In addition to being my birthday, today is the fifth anniversary of the settlement in Flores v. Morgan Hill Unified School District. In that case, six students sued their school district after enduring horrifying homophobic harassment from their classmates while staff, teachers and administrators did nothing — even when the students asked them for help. The settlement required the district to train all staff on how to protect students from anti-LGBT harassment. It also required middle and high schools in the district to hold yearly sessions for incoming seventh graders and freshman, focused on preventing anti-gay bullying and reminding them of the punishments for homophobic harassment.
While that was a victory for all Morgan Hill students, the larger victory was a decision made earlier in the case. For the first time, in a unanimous decision, a panel of the 9th Circuit Court of Appeals ruled that when a school knows that anti-gay harassment is going on, it has an obligation to take meaningful steps to end it and protect students.
You wouldn’t think school staff would need a court to tell them they needed to protect their students from the kind of violations these kids suffered:
- One student was told by a classmate “I want to beat you up after class but I need a baseball bat to hit you because I don't want to get AIDS.” The teacher, who heard the threat, did nothing.
- Another student found a photograph of a bound and gagged woman with her throat slashed taped to her locker, the message “Dyke bitch. Fuck off. We’ll kill you,” scrawled across it. When she brought the death threat to the assistant principal, pleading for protection, she was told “don’t bring this trash to me anymore,” and sent back to class.

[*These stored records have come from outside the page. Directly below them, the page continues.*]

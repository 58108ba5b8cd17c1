use std::net::SocketAddr;
use std::sync::Arc;
use std::time::Duration;

use axum::http::header::{AUTHORIZATION, CONTENT_TYPE};
use axum::http::{HeaderName, Method, StatusCode};
use axum::Router;
use tower_http::catch_panic::CatchPanicLayer;
use tower_http::cors::CorsLayer;
use tower_http::request_id::{MakeRequestUuid, PropagateRequestIdLayer, SetRequestIdLayer};
use tower_http::timeout::TimeoutLayer;
use tower_http::trace::{DefaultMakeSpan, DefaultOnResponse, TraceLayer};
use tracing::Level;
use tracing_subscriber::{layer::SubscriberExt, util::SubscriberInitExt};

use parc_api::config::ServerConfig;
use parc_api::setup::MigrationCoordinator;
use parc_api::{routes, state};

use state::AppState;

#[tokio::main]
async fn main() {
    dotenvy::dotenv().ok();

    // --- Tracing ---
    tracing_subscriber::registry()
        .with(
            tracing_subscriber::EnvFilter::try_from_default_env()
                .unwrap_or_else(|_| "parc_api=debug,tower_http=debug".into()),
        )
        .with(tracing_subscriber::fmt::layer())
        .init();

    // --- Configuration ---
    let config = ServerConfig::from_env();
    tracing::info!(host = %config.host, port = %config.port, "Loaded server configuration");

    // --- Database ---
    // The pool is lazy; a down database must not prevent the listener from
    // starting. The probe and the startup migration attempt are reported
    // but non-fatal.
    let db_config = parc_db::DbConfig::from_env();
    let pool = parc_db::create_pool(&db_config).expect("Invalid database configuration");

    match parc_db::health_check(&pool).await {
        Ok(()) => {
            tracing::info!("Database health check passed");
            if let Err(e) = parc_db::run_migrations(&pool).await {
                tracing::error!(error = %e, "Failed to apply database migrations");
            } else {
                tracing::info!("Database migrations applied");
            }
        }
        Err(e) => {
            tracing::error!(error = %e, "Database unreachable; continuing without it");
        }
    }

    // --- CORS ---
    let cors = build_cors_layer(&config);

    // --- App state ---
    let state = AppState {
        pool,
        config: Arc::new(config.clone()),
        migrations: Arc::new(MigrationCoordinator::default()),
    };

    // --- Request ID header name ---
    let request_id_header = HeaderName::from_static("x-request-id");

    // --- Router ---
    let app = Router::new()
        // Health check at root level (not under /api).
        .merge(routes::health::router())
        // API routes.
        .nest("/api", routes::api_routes())
        // Catch-all 404 bounding the route table.
        .fallback(routes::not_found_handler)
        // -- Middleware stack (applied bottom-up) --
        // Panic recovery: catch panics and return 500.
        .layer(CatchPanicLayer::new())
        // Request timeout.
        .layer(TimeoutLayer::with_status_code(
            StatusCode::REQUEST_TIMEOUT,
            Duration::from_secs(config.request_timeout_secs),
        ))
        // Propagate request ID to response.
        .layer(PropagateRequestIdLayer::new(request_id_header.clone()))
        // Structured request/response tracing.
        .layer(
            TraceLayer::new_for_http()
                .make_span_with(DefaultMakeSpan::new().level(Level::INFO))
                .on_response(DefaultOnResponse::new().level(Level::INFO)),
        )
        // Set request ID on incoming requests.
        .layer(SetRequestIdLayer::new(request_id_header, MakeRequestUuid))
        // CORS.
        .layer(cors)
        // Shared state.
        .with_state(state);

    // --- Start server ---
    let addr = SocketAddr::new(
        config.host.parse().expect("Invalid HOST address"),
        config.port,
    );
    tracing::info!(%addr, "Starting server");

    let listener = tokio::net::TcpListener::bind(addr)
        .await
        .expect("Failed to bind to address");

    axum::serve(listener, app)
        .with_graceful_shutdown(shutdown_signal())
        .await
        .expect("Server error");

    tracing::info!("Graceful shutdown complete");
}

/// Wait for a termination signal to initiate graceful shutdown.
///
/// Handles both SIGINT (Ctrl-C) and SIGTERM (on Unix) so the server
/// shuts down cleanly whether stopped interactively or by a process
/// manager.
async fn shutdown_signal() {
    let ctrl_c = async {
        tokio::signal::ctrl_c()
            .await
            .expect("Failed to install Ctrl-C handler");
    };

    #[cfg(unix)]
    let terminate = async {
        tokio::signal::unix::signal(tokio::signal::unix::SignalKind::terminate())
            .expect("Failed to install SIGTERM handler")
            .recv()
            .await;
    };

    #[cfg(not(unix))]
    let terminate = std::future::pending::<()>();

    tokio::select! {
        () = ctrl_c => {
            tracing::info!("Received SIGINT (Ctrl-C), starting graceful shutdown");
        }
        () = terminate => {
            tracing::info!("Received SIGTERM, starting graceful shutdown");
        }
    }
}

/// Build the CORS middleware layer from server configuration.
///
/// Panics at startup if any configured origin is invalid -- we want
/// misconfiguration to fail fast.
fn build_cors_layer(config: &ServerConfig) -> CorsLayer {
    let origins: Vec<_> = config
        .cors_origins
        .iter()
        .map(|o| {
            o.parse()
                .unwrap_or_else(|e| panic!("Invalid CORS origin '{o}': {e}"))
        })
        .collect();

    CorsLayer::new()
        .allow_origin(origins)
        .allow_methods([
            Method::GET,
            Method::POST,
            Method::PUT,
            Method::DELETE,
            Method::PATCH,
        ])
        .allow_headers([CONTENT_TYPE, AUTHORIZATION])
        .allow_credentials(true)
        .max_age(Duration::from_secs(3600))
}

- A seventh grade boy was attacked at his bus stop, beaten so badly by classmates yelling “Faggot!” that he required medical attention. The school bus driver arrived at the scene, ignored the fight, let the attackers board, and drove off, leaving the student bleeding on the side of the road.
The decision in Flores explicitly stated what most educators already knew was their duty: you cannot know that this is going on in your school and continue to let it happen.
Since the 1990’s, when the harassment at issue in Flores took place, there has been much more awareness of homophobic and transphobic bullying and harassment in schools. YetLGBT students still report being harassed at alarming rates. A GLSEN study released just months ago noted that almost nine out of ten LGBT students reported being harassed at school, with one-third saying they had skipped school in the past month because they felt unsafe. Catch that last part? One out of three LGBT students have skipped a day of school in the past month out of fear for their safety. That. Ain’t. Right.
Fortunately, there are proven steps that anyone involved in a school community can take to make their school safer. Teachers can make their classrooms a “Safe Space” for LGBT students. Students can start a Gay-Straight Alliance. Administrators, staff and parents can all play a role, and you can find out how on our website.
Schools can also participate in No Name-Calling Week, an annual week of educational activities aimed at ending name-calling and bullying of all kinds in schools. No Name-Calling Week happens at the end of this month, January 26–30, 2009, and you can get all kinds of free resources on their website.
My birthday wish is that some of you reading this will check out our resources, go to the No Name-Calling Week site, and take action to make schools in your community safer for LGBT students. That would be the best present I could get.